At the end of the war, the 14th Division was rapidly demobilized and the 35th Indian Brigade was broken up in February 1919.

==Order of battle==
The brigade had the following composition in the First World War:
- 1/5th (The Weald of Kent) Battalion, Buffs (East Kent Regiment) (left the Jubbulpore Brigade, 5th (Mhow) Division in November 1915 to join the brigade; remained with the brigade throughout)
- 37th Dogras (joined in December 1915 from 5th (Jhelum) Brigade, 2nd (Rawalpindi) Division; remained with the brigade throughout)
- 97th Deccan Infantry (left the Derajat Brigade in November 1915 to join the brigade; transferred to Corps Troops in June 1916)
- 102nd King Edward's Own Grenadiers (left the Poona Brigade, 6th Poona Divisional Area in November 1915 to join the brigade; remained with the brigade throughout except for a detachment to Corps Troops from May to December 1916)
- Composite Territorial Battalion (formed 12 February 1916, broken up May 1916) (Note: One company of the 1/4th Battalion, Hampshire Regiment was attached to the 30th Indian Brigade when it was captured at Kut on 29 April 1916. On 12 February 1916, the rest of the battalion formed the Composite Territorial Battalion with the 1/5th (The Weald of Kent) Battalion, Buffs (East Kent Regiment).

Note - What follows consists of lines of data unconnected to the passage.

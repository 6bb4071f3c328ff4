use std::path::PathBuf;

use async_trait::async_trait;

use crate::error::{AppError, AppResult};

/// Poster asset collaborator
///
/// The Movie Directory asks this to discard the poster that belonged to a
/// deleted movie; the asset lifecycle itself (uploads, serving) lives
/// outside the catalog core.
#[cfg_attr(test, mockall::automock)]
#[async_trait]
pub trait PosterStore: Send + Sync {
    /// Removes the stored asset. A reference that no longer resolves to an
    /// asset is not an error.
    async fn remove(&self, poster_path: &str) -> AppResult<()>;
}

/// Filesystem-backed poster storage
pub struct FsPosterStore {
    dir: PathBuf,
}

impl FsPosterStore {
    pub fn new(dir: impl Into<PathBuf>) -> Self {
        Self { dir: dir.into() }
    }
}

#[async_trait]
impl PosterStore for FsPosterStore {
    async fn remove(&self, poster_path: &str) -> AppResult<()> {
        let path = self.dir.join(poster_path);
        match tokio::fs::remove_file(&path).await {
            Ok(()) => Ok(()),
            Err(e) if e.kind() == std::io::ErrorKind::NotFound => Ok(()),
            Err(e) => Err(AppError::Internal(format!(
                "failed to remove poster {}: {e}",
                path.display()
            ))),
        }
    }
}

#[cfg(test)]
mod tests {
    use super::*;

    #[tokio::test]
    async fn test_remove_missing_poster_is_ok() {
        let store = FsPosterStore::new(std::env::temp_dir());
        let name = format!("{}.jpg", uuid::Uuid::new_v4());
        assert!(store.remove(&name).await.is_ok());
    }

    #[tokio::test]
    async fn test_remove_deletes_existing_poster() {
        let dir = std::env::temp_dir();
        let name = format!("{}.jpg", uuid::Uuid::new_v4());
        let path = dir.join(&name);
        tokio::fs::write(&path, b"jpeg").await.unwrap();

        let store = FsPosterStore::new(&dir);
        store.remove(&name).await.unwrap();
        assert!(!path.exists());
    }
}
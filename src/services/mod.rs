pub mod movies;
pub mod posters;
pub mod token;
pub mod users;
pub mod watchlist;

pub use movies::MovieDirectory;
pub use posters::{FsPosterStore, PosterStore};
pub use token::TokenIssuer;
pub use users::UserDirectory;
pub use watchlist::WatchlistManager;
use std::sync::Arc;

use crate::{
    error::{AppError, AppResult},
    models::{Movie, MovieId, UserId},
    services::{movies::MovieDirectory, users::UserDirectory},
    store::WatchlistStore,
};

/// Watchlist manager
///
/// Owns the lazily created per-user watchlist and its membership. Every
/// operation verifies the user id at the boundary and resolves the movie
/// list through the Movie Directory.
pub struct WatchlistManager {
    watchlists: Arc<dyn WatchlistStore>,
    movies: Arc<MovieDirectory>,
    users: Arc<UserDirectory>,
}

impl WatchlistManager {
    pub fn new(
        watchlists: Arc<dyn WatchlistStore>,
        movies: Arc<MovieDirectory>,
        users: Arc<UserDirectory>,
    ) -> Self {
        Self {
            watchlists,
            movies,
            users,
        }
    }

    /// Flips membership of the movie on the user's watchlist (creating the
    /// watchlist on first use) and returns the resulting movie list.
    pub async fn toggle(&self, user_id: UserId, movie_id: MovieId) -> AppResult<Vec<Movie>> {
        self.ensure_user(user_id).await?;
        // Reject unknown movie ids up front rather than storing a dangling
        // reference.
        self.movies.get(movie_id).await?;

        let watchlist = self.watchlists.find_or_create(user_id).await?;
        let added = self.watchlists.toggle_item(watchlist.id, movie_id).await?;
        tracing::info!(user_id, movie_id, added, "Watchlist item toggled");

        self.movies_on(watchlist.id).await
    }

    /// The user's watchlist as movies, in item insertion order. Items whose
    /// movie no longer exists are skipped.
    pub async fn movies(&self, user_id: UserId) -> AppResult<Vec<Movie>> {
        self.ensure_user(user_id).await?;
        let watchlist = self.watchlists.find_or_create(user_id).await?;
        self.movies_on(watchlist.id).await
    }

    /// Removes every item while keeping the watchlist record; returns the
    /// now-empty movie list.
    pub async fn clear(&self, user_id: UserId) -> AppResult<Vec<Movie>> {
        self.ensure_user(user_id).await?;
        let watchlist = self.watchlists.find_or_create(user_id).await?;
        let removed = self.watchlists.clear(watchlist.id).await?;
        tracing::info!(user_id, removed, "Watchlist cleared");
        Ok(Vec::new())
    }

    async fn movies_on(&self, watchlist_id: uuid::Uuid) -> AppResult<Vec<Movie>> {
        let ids: Vec<MovieId> = self
            .watchlists
            .items(watchlist_id)
            .await?
            .into_iter()
            .map(|item| item.movie_id)
            .collect();
        self.movies.resolve(&ids).await
    }

    async fn ensure_user(&self, user_id: UserId) -> AppResult<()> {
        if !self.users.exists(user_id).await? {
            return Err(AppError::NotFound(format!("user {user_id}")));
        }
        Ok(())
    }
}
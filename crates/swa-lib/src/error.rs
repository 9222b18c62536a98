use thiserror::Error;

#[derive(Debug, Error)]
pub enum SlowWaveError {
    /// Rejected configuration; raised before any detection work starts.
    #[error("invalid configuration: {0}")]
    Config(String),
    /// Inputs that do not line up (lengths, sample rates).
    #[error("invalid input: {0}")]
    InvalidInput(String),
    /// A segmentation or accumulation invariant was broken; the run is aborted.
    #[error("internal consistency failure: {0}")]
    Internal(String),
    #[error("slow waves have not been phase-annotated")]
    PhaseNotAnnotated,
    #[error("transform failed: {0}")]
    Transform(String),
}

pub type Result<T> = std::result::Result<T, SlowWaveError>;
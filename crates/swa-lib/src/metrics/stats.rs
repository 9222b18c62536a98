/// Arithmetic mean; 0 for an empty slice.
pub fn mean(data: &[f64]) -> f64 {
    if data.is_empty() {
        return 0.0;
    }
    data.iter().sum::<f64>() / data.len() as f64
}

/// Median (average of the two middle values for even lengths); 0 for an empty slice.
pub fn median(data: &[f64]) -> f64 {
    if data.is_empty() {
        return 0.0;
    }
    let mut sorted = data.to_vec();
    sorted.sort_by(|a, b| a.total_cmp(b));
    let mid = sorted.len() / 2;
    if sorted.len() % 2 == 0 {
        0.5 * (sorted[mid - 1] + sorted[mid])
    } else {
        sorted[mid]
    }
}

/// Circular mean of angles in degrees, mapped to [0, 360). `None` when the
/// resultant vector vanishes.
pub fn circular_mean_deg(angles: &[f64]) -> Option<f64> {
    if angles.is_empty() {
        return None;
    }
    let (s, c) = angles.iter().fold((0.0, 0.0), |(s, c), a| {
        let r = a.to_radians();
        (s + r.sin(), c + r.cos())
    });
    if s.hypot(c) < 1e-12 * angles.len() as f64 {
        return None;
    }
    Some(wrap_deg(s.atan2(c).to_degrees()))
}

/// Wrap an angle in degrees into [0, 360).
pub fn wrap_deg(angle: f64) -> f64 {
    let wrapped = angle.rem_euclid(360.0);
    // rem_euclid can round up to exactly 360 for tiny negative inputs
    if wrapped >= 360.0 {
        0.0
    } else {
        wrapped
    }
}
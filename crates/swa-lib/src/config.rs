use crate::error::SlowWaveError;
use anyhow::Context;
use serde::{Deserialize, Serialize};
use std::path::Path;

/// Which zero crossings bound a wave.
#[derive(Debug, Clone, Copy, PartialEq, Eq, Default, Serialize, Deserialize)]
#[serde(rename_all = "snake_case")]
pub enum Polarity {
    /// Waves run from one positive-to-negative crossing to the next.
    #[default]
    PosToNeg,
    /// Waves run from one negative-to-positive crossing to the next.
    NegToPos,
}

#[derive(Debug, Clone, Copy, PartialEq, Eq, Default, Serialize, Deserialize)]
#[serde(rename_all = "snake_case")]
pub enum WaveKind {
    #[default]
    Full,
    Half,
    NegativeHalf,
    PositiveHalf,
}

impl WaveKind {
    pub fn has_negative_slopes(self) -> bool {
        matches!(self, WaveKind::Full | WaveKind::NegativeHalf)
    }

    pub fn has_positive_slopes(self) -> bool {
        matches!(self, WaveKind::Full | WaveKind::PositiveHalf)
    }
}

/// Central tendency used for the adaptive thresholds.
#[derive(Debug, Clone, Copy, PartialEq, Eq, Default, Serialize, Deserialize)]
#[serde(rename_all = "snake_case")]
pub enum Baseline {
    Mean,
    #[default]
    Median,
}

/// Sample that a time-locked window is centred on.
#[derive(Debug, Clone, Copy, PartialEq, Eq, Default, Serialize, Deserialize)]
#[serde(rename_all = "snake_case")]
pub enum Anchor {
    Onset,
    #[default]
    NegativePeak,
    PositivePeak,
}

impl std::str::FromStr for Anchor {
    type Err = SlowWaveError;

    fn from_str(s: &str) -> Result<Self, Self::Err> {
        match s.trim().to_ascii_lowercase().as_str() {
            "onset" => Ok(Anchor::Onset),
            "neg" | "negative" | "negative_peak" | "negative-peak" => Ok(Anchor::NegativePeak),
            "pos" | "positive" | "positive_peak" | "positive-peak" => Ok(Anchor::PositivePeak),
            other => Err(SlowWaveError::Config(format!("unknown anchor rule '{other}'"))),
        }
    }
}

/// Detection parameters. Defaults follow Latchoumane et al. (2017).
#[derive(Debug, Clone, PartialEq, Serialize, Deserialize)]
#[serde(default)]
pub struct SlowWaveConfig {
    /// Relative threshold multiplier; 0 disables relative filtering.
    pub thr: f64,
    /// Band handed to the upstream band-pass filter (Hz). Not interpreted here.
    pub f_lwr: f64,
    pub f_upr: f64,
    /// Whole-wave duration bounds (seconds); `t_lwr == 0` disables the check.
    pub t_lwr: f64,
    pub t_upr: f64,
    /// Negative half-wave duration bounds (seconds); `t_neg_lwr == 0` disables the check.
    pub t_neg_lwr: f64,
    pub t_neg_upr: f64,
    /// Absolute bound on the negative peak (must be <= 0); 0 disables it.
    pub uv_neg: f64,
    /// Absolute bound on peak-to-peak amplitude (must be >= 0); 0 disables it.
    pub uv_p2p: f64,
    pub polarity: Polarity,
    pub kind: WaveKind,
    pub baseline: Baseline,
}

impl Default for SlowWaveConfig {
    fn default() -> Self {
        Self {
            thr: 0.0,
            f_lwr: 0.2,
            f_upr: 4.5,
            t_lwr: 0.0,
            t_upr: 10.0,
            t_neg_lwr: 0.0,
            t_neg_upr: 10.0,
            uv_neg: 0.0,
            uv_p2p: 0.0,
            polarity: Polarity::PosToNeg,
            kind: WaveKind::Full,
            baseline: Baseline::Median,
        }
    }
}

impl SlowWaveConfig {
    pub fn validate(&self) -> Result<(), SlowWaveError> {
        if self.uv_neg > 0.0 {
            return Err(SlowWaveError::Config(format!(
                "negative-peak bound should be negative, got {}",
                self.uv_neg
            )));
        }
        if self.uv_p2p < 0.0 {
            return Err(SlowWaveError::Config(format!(
                "peak-to-peak bound should be positive, got {}",
                self.uv_p2p
            )));
        }
        if self.thr < 0.0 || !self.thr.is_finite() {
            return Err(SlowWaveError::Config(format!(
                "relative threshold must be a non-negative number, got {}",
                self.thr
            )));
        }
        if self.t_lwr < 0.0 || (self.t_lwr > 0.0 && self.t_upr < self.t_lwr) {
            return Err(SlowWaveError::Config(format!(
                "whole-wave duration bounds {}-{}s are not a valid range",
                self.t_lwr, self.t_upr
            )));
        }
        if self.t_neg_lwr < 0.0 || (self.t_neg_lwr > 0.0 && self.t_neg_upr < self.t_neg_lwr) {
            return Err(SlowWaveError::Config(format!(
                "negative half-wave duration bounds {}-{}s are not a valid range",
                self.t_neg_lwr, self.t_neg_upr
            )));
        }
        if self.f_lwr < 0.0 || self.f_upr <= self.f_lwr {
            return Err(SlowWaveError::Config(format!(
                "frequency band {}-{}Hz is not a valid range",
                self.f_lwr, self.f_upr
            )));
        }
        Ok(())
    }

    pub fn from_toml_str(text: &str) -> Result<Self, SlowWaveError> {
        let cfg: SlowWaveConfig =
            toml::from_str(text).map_err(|e| SlowWaveError::Config(e.to_string()))?;
        cfg.validate()?;
        Ok(cfg)
    }
}

/// Settings for circular phase binning.
#[derive(Debug, Clone, PartialEq, Serialize, Deserialize)]
#[serde(default)]
pub struct PhaseLockConfig {
    pub bins: usize,
}

impl Default for PhaseLockConfig {
    fn default() -> Self {
        Self { bins: 18 }
    }
}

impl PhaseLockConfig {
    pub fn validate(&self) -> Result<(), SlowWaveError> {
        if self.bins == 0 {
            return Err(SlowWaveError::Config(
                "number of phase bins must be at least 1".into(),
            ));
        }
        Ok(())
    }
}

/// Window around each event for time-locked averaging.
#[derive(Debug, Clone, PartialEq, Serialize, Deserialize)]
#[serde(default)]
pub struct TimeLockConfig {
    pub anchor: Anchor,
    pub left_sec: f64,
    pub right_sec: f64,
}

impl Default for TimeLockConfig {
    fn default() -> Self {
        Self {
            anchor: Anchor::NegativePeak,
            left_sec: 3.0,
            right_sec: 3.0,
        }
    }
}

impl TimeLockConfig {
    pub fn symmetric(anchor: Anchor, window_sec: f64) -> Self {
        Self {
            anchor,
            left_sec: window_sec,
            right_sec: window_sec,
        }
    }

    pub fn validate(&self) -> Result<(), SlowWaveError> {
        let usable = |s: f64| s >= 0.0 && s.is_finite();
        if !usable(self.left_sec) || !usable(self.right_sec) {
            return Err(SlowWaveError::Config(format!(
                "time-locked window must be finite and non-negative, got -{}/+{}s",
                self.left_sec, self.right_sec
            )));
        }
        Ok(())
    }
}

/// Time-locked wavelet power around each event.
#[derive(Debug, Clone, PartialEq, Serialize, Deserialize)]
#[serde(default)]
pub struct SpectralConfig {
    pub anchor: Anchor,
    /// Half-width of the reported window (seconds).
    pub window_sec: f64,
    /// Extra signal fed to the transform on each side and discarded afterwards.
    pub padding_sec: f64,
    pub frequencies: Vec<f64>,
    pub cycles: usize,
}

impl Default for SpectralConfig {
    fn default() -> Self {
        Self {
            anchor: Anchor::NegativePeak,
            window_sec: 3.0,
            padding_sec: 1.0,
            frequencies: vec![10.0, 11.0, 12.0, 13.0, 14.0],
            cycles: 7,
        }
    }
}

impl SpectralConfig {
    pub fn validate(&self) -> Result<(), SlowWaveError> {
        let usable = |s: f64| s >= 0.0 && s.is_finite();
        if !usable(self.window_sec) || !usable(self.padding_sec) {
            return Err(SlowWaveError::Config(format!(
                "spectral window/padding must be finite and non-negative, got {}/{}s",
                self.window_sec, self.padding_sec
            )));
        }
        if self.frequencies.is_empty() {
            return Err(SlowWaveError::Config(
                "at least one centre frequency is required".into(),
            ));
        }
        if let Some(f) = self.frequencies.iter().find(|f| !(**f > 0.0 && f.is_finite())) {
            return Err(SlowWaveError::Config(format!(
                "centre frequencies must be positive, got {f}"
            )));
        }
        if self.cycles == 0 {
            return Err(SlowWaveError::Config("wavelet cycle count must be positive".into()));
        }
        Ok(())
    }
}

/// Everything an analysis session needs, as one immutable value.
#[derive(Debug, Clone, Default, PartialEq, Serialize, Deserialize)]
#[serde(default)]
pub struct AnalysisConfig {
    pub detection: SlowWaveConfig,
    pub phase_lock: PhaseLockConfig,
    pub time_lock: TimeLockConfig,
    pub spectral: SpectralConfig,
}

impl AnalysisConfig {
    pub fn validate(&self) -> Result<(), SlowWaveError> {
        self.detection.validate()?;
        self.phase_lock.validate()?;
        self.time_lock.validate()?;
        self.spectral.validate()
    }

    pub fn from_toml_str(text: &str) -> Result<Self, SlowWaveError> {
        let cfg: AnalysisConfig =
            toml::from_str(text).map_err(|e| SlowWaveError::Config(e.to_string()))?;
        cfg.validate()?;
        Ok(cfg)
    }
}

/// Read and validate an analysis configuration from a TOML file.
pub fn load_config(path: &Path) -> anyhow::Result<AnalysisConfig> {
    let text = std::fs::read_to_string(path)
        .with_context(|| format!("failed to read {}", path.display()))?;
    AnalysisConfig::from_toml_str(&text)
        .with_context(|| format!("invalid configuration in {}", path.display()))
}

Both battalions were part of the Territorial Force, hence the title. They resumed their separate existence in May 1916.)
- Composite Dogra Battalion (formed February 1916, broken up June 1916) (Note: 37th Dogras was joined by 41st Dogras from 21st (Bareilly) Brigade, 7th (Meerut) Division to form the Composite Dogra Battalion. They resumed their separate existence in June 1916.)
- 1/4th Battalion, Hampshire Regiment (reformed from the Composite Territorial Battalion in May 1916; transferred to Corps Troops in July)
- 3rd Brahmans (attached from Corp Troops from May to December 1916)
- 2nd Battalion, 4th Gurkha Rifles (joined from 41st Indian Brigade in June 1916; left in September 1918 to join the 81st Brigade in the British 27th Division)
- 185th Machine Gun Company (joined in August 1916)
- 35th Light Trench Mortar Battery ('J' Light Trench Mortar Battery joined 14th Division in September 1917 and assigned to the brigade in February 1918)

==Commanders==
The brigade had the following commanders:

| From | Rank | Name | Notes |
|---|---|---|---|
| 1 December 1915 | Brigadier-General | G.B.H. Rice | sick, 3 May 1916 |
| 22 May 1916 | Brigadier-General | W.M. Thomson |  |
| 22 November 1916 | Lieutenant-Colonel | G.M. Morris | temporary |
| 6 January 1918 | Brigadier-General | C.B.L. Cleary |  |

==Bibliography==
- James, Brigadier E.A. (1978). "British Regiments 1914–18"
- Kempton, Chris (2003b). "'Loyalty & Honour', The Indian Army September 1939 – August 1947"
- Perry, F.W. (1993). "Order of Battle of Divisions Part 5B. Indian Army Divisions"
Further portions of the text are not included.